(Stored data)
┄┄┄┄┄┄┄┄┄┄┄┄┄┄┄┄┄┄┄┄
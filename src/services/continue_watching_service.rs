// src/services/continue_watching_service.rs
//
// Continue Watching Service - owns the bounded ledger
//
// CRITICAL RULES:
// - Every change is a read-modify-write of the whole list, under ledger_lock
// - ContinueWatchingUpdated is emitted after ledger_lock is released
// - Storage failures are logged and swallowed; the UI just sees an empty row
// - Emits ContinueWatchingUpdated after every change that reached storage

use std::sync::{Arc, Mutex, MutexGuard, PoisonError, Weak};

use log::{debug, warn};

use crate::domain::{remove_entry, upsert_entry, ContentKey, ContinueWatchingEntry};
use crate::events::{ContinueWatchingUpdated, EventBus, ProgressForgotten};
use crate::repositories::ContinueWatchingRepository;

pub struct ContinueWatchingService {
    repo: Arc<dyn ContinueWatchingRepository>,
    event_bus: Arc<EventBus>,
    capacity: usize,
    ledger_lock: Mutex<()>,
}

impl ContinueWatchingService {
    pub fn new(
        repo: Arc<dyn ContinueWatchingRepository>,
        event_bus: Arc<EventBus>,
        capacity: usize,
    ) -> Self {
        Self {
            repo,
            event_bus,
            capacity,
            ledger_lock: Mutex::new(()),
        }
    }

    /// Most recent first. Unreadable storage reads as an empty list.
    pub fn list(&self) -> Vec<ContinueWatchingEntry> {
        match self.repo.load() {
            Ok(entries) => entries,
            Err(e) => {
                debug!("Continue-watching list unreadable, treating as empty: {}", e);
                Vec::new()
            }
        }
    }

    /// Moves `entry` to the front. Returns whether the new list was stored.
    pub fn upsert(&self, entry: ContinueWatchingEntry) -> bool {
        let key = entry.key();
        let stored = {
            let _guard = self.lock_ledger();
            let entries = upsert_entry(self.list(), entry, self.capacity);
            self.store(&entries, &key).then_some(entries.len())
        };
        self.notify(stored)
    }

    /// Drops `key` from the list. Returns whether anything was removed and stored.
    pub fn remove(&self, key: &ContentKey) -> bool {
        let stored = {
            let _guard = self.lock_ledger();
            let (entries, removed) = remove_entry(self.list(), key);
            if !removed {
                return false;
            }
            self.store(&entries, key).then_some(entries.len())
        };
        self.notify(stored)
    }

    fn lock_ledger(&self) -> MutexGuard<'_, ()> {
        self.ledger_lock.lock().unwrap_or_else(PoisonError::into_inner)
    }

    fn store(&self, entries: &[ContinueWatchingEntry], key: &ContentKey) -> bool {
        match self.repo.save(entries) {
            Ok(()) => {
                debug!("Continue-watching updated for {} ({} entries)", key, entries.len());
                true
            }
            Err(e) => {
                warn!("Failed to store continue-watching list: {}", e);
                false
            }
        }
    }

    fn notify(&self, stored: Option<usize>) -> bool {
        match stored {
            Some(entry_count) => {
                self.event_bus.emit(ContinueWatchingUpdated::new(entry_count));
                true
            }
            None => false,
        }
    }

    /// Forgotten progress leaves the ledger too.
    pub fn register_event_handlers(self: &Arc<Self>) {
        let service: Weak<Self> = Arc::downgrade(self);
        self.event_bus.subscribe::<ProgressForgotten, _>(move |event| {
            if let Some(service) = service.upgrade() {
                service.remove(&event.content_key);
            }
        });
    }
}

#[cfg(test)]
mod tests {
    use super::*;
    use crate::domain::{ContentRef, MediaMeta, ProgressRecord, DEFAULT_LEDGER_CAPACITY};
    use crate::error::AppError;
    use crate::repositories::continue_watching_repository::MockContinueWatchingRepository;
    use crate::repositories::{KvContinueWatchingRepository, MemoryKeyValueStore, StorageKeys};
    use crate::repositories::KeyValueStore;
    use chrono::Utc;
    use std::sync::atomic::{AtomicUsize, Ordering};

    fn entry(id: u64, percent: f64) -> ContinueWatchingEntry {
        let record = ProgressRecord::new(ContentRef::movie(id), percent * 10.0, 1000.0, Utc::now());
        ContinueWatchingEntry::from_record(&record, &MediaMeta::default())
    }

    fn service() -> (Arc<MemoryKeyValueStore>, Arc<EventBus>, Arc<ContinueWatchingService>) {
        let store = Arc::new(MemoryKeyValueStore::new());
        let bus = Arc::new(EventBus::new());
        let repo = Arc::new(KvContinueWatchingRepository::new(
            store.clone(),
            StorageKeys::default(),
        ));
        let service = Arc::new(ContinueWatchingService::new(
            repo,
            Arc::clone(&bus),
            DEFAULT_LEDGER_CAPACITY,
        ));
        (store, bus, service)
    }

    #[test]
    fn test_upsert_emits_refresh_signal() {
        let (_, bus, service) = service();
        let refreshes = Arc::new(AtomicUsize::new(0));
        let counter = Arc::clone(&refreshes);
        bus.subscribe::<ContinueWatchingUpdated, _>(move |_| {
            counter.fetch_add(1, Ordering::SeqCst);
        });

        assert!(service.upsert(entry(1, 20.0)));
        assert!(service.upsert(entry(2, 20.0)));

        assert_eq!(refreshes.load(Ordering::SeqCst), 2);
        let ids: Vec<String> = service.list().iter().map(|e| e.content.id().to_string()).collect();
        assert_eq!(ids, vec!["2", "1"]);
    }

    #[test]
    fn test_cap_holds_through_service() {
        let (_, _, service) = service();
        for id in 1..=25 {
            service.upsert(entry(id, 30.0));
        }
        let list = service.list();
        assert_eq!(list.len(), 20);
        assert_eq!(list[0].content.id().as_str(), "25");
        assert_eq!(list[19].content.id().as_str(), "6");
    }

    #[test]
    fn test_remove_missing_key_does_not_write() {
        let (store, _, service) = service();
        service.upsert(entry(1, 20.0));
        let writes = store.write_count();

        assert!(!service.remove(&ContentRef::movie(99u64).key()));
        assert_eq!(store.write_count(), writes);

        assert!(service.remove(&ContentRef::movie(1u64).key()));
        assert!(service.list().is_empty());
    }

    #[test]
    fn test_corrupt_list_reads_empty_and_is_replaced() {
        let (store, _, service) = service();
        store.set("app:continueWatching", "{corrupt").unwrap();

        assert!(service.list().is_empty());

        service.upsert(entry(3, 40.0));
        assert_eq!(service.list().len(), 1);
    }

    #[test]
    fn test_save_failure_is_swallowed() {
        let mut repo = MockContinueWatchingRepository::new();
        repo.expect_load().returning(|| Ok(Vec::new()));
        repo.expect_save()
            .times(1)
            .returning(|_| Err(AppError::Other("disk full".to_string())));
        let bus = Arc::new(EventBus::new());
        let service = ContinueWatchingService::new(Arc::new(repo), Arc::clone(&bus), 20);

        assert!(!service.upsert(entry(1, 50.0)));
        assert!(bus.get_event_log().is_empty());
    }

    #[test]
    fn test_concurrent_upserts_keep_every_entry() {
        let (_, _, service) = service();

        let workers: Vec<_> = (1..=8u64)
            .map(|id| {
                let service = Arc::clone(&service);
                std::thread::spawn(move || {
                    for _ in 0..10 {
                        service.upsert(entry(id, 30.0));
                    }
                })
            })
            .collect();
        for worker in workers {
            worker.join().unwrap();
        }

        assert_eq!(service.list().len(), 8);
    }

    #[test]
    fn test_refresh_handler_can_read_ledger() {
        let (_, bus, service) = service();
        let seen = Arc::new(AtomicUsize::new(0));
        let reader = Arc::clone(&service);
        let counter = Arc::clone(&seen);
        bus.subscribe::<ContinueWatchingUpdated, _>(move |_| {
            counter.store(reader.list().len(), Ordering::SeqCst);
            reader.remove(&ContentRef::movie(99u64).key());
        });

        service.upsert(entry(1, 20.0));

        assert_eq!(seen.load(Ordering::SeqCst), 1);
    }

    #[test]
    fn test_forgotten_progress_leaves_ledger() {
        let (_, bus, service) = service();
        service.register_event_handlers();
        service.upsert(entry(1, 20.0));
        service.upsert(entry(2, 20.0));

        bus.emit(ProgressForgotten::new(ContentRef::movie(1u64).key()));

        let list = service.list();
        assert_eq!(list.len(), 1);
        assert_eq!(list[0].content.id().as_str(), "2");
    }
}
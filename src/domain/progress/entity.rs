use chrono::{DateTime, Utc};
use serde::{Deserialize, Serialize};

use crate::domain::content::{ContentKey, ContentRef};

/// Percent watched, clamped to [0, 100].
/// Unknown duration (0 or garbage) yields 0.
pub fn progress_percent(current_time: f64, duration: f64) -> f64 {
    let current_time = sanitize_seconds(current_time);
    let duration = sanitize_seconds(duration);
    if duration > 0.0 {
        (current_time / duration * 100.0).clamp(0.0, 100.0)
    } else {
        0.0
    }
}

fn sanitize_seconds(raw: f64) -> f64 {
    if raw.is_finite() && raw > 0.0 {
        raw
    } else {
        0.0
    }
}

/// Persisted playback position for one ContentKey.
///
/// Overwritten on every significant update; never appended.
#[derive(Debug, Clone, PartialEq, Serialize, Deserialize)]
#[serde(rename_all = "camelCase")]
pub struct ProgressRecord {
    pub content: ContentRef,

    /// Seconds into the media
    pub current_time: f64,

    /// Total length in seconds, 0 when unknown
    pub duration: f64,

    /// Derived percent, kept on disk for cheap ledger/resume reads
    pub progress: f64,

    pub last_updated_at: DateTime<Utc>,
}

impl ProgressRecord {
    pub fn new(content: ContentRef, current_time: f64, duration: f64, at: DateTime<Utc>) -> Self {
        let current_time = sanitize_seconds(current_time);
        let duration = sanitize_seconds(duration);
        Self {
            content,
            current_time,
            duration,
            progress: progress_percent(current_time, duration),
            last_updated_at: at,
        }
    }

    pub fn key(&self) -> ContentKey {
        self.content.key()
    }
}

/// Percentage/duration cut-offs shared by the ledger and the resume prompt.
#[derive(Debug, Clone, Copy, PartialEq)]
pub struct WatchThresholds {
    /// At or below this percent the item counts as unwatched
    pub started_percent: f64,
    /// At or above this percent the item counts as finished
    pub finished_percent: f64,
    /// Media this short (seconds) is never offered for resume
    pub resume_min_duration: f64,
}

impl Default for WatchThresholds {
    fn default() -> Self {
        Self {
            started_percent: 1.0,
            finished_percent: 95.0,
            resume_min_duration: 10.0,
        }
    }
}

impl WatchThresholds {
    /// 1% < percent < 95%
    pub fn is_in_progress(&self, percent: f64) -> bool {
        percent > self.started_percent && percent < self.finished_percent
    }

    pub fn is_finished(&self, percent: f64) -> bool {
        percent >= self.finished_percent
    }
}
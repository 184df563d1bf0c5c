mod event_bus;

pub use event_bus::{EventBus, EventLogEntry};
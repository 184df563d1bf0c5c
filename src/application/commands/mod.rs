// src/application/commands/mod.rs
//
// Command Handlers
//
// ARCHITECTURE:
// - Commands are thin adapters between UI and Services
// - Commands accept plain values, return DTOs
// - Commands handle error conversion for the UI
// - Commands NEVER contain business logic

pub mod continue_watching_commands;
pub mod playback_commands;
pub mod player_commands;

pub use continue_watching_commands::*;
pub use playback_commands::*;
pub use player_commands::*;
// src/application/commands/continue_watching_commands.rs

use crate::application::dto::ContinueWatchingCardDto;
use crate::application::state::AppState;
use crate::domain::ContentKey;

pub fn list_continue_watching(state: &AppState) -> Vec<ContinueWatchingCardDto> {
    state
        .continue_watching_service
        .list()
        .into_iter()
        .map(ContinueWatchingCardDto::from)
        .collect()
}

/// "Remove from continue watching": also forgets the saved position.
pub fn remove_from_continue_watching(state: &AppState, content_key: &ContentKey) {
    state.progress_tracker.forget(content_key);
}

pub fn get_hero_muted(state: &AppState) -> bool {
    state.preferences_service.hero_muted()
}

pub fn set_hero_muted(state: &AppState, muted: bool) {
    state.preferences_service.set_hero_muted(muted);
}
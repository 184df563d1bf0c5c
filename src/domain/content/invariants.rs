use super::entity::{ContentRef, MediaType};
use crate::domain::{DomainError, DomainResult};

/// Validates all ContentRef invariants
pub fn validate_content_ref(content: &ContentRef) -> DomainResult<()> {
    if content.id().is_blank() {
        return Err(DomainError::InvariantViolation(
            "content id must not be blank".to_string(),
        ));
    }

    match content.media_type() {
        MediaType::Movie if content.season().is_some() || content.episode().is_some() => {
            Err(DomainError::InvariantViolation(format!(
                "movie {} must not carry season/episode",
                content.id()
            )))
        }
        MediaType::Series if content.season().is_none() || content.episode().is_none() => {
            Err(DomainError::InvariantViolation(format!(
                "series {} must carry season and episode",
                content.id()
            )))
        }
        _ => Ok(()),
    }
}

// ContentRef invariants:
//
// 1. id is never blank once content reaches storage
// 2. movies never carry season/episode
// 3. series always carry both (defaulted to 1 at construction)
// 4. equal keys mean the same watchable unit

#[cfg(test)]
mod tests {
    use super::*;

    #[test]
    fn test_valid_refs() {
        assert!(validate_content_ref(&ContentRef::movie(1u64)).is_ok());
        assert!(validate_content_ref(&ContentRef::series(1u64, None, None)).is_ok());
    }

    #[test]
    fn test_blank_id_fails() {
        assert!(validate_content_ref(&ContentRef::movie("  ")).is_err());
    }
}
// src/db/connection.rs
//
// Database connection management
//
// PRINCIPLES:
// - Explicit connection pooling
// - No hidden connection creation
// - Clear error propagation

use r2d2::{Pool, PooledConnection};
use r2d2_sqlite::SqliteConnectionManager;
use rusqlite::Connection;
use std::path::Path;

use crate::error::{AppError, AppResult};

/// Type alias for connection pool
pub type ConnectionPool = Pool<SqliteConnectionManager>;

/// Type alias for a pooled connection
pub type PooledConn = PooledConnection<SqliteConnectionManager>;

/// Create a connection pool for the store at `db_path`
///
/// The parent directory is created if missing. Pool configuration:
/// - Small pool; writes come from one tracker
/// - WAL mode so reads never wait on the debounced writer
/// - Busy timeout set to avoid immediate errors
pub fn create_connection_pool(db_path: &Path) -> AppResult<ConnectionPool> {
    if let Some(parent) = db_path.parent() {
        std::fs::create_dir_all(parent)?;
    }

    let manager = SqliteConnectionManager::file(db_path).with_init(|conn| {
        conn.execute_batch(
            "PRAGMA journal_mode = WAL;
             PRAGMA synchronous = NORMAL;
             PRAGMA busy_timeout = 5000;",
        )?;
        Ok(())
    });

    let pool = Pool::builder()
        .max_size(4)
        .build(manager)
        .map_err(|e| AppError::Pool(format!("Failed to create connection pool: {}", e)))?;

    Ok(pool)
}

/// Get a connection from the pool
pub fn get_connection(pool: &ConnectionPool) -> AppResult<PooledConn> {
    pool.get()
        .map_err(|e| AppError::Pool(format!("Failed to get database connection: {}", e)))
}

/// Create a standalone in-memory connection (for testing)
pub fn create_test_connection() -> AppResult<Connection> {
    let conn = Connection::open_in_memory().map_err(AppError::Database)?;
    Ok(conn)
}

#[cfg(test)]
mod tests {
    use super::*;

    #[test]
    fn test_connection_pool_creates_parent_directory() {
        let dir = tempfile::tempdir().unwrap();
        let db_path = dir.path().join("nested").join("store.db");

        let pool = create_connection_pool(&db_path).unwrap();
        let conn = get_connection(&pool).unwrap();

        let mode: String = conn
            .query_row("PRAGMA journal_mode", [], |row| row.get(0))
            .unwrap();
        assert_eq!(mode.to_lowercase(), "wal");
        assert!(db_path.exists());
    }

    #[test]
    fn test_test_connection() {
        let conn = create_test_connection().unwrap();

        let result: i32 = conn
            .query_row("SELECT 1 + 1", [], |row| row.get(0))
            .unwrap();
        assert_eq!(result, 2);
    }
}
┄┄┄┄┄┄┄┄┄┄┄┄┄┄┄┄┄┄┄┄
Aim of the task: Which lines belong in the answer? Exactly those from the first line of the entries through the line holding "pub struct ContinueWatchingService", inclusive, copied unchanged.

Response to this exercise:
filename src/services/continue_watching_service.rs
// src/services/continue_watching_service.rs
//
// Continue Watching Service - owns the bounded ledger
//
// CRITICAL RULES:
// - Every change is a read-modify-write of the whole list, under ledger_lock
// - ContinueWatchingUpdated is emitted after ledger_lock is released
// - Storage failures are logged and swallowed; the UI just sees an empty row
// - Emits ContinueWatchingUpdated after every change that reached storage

use std::sync::{Arc, Mutex, MutexGuard, PoisonError, Weak};

use log::{debug, warn};

use crate::domain::{remove_entry, upsert_entry, ContentKey, ContinueWatchingEntry};
use crate::events::{ContinueWatchingUpdated, EventBus, ProgressForgotten};
use crate::repositories::ContinueWatchingRepository;

pub struct ContinueWatchingService {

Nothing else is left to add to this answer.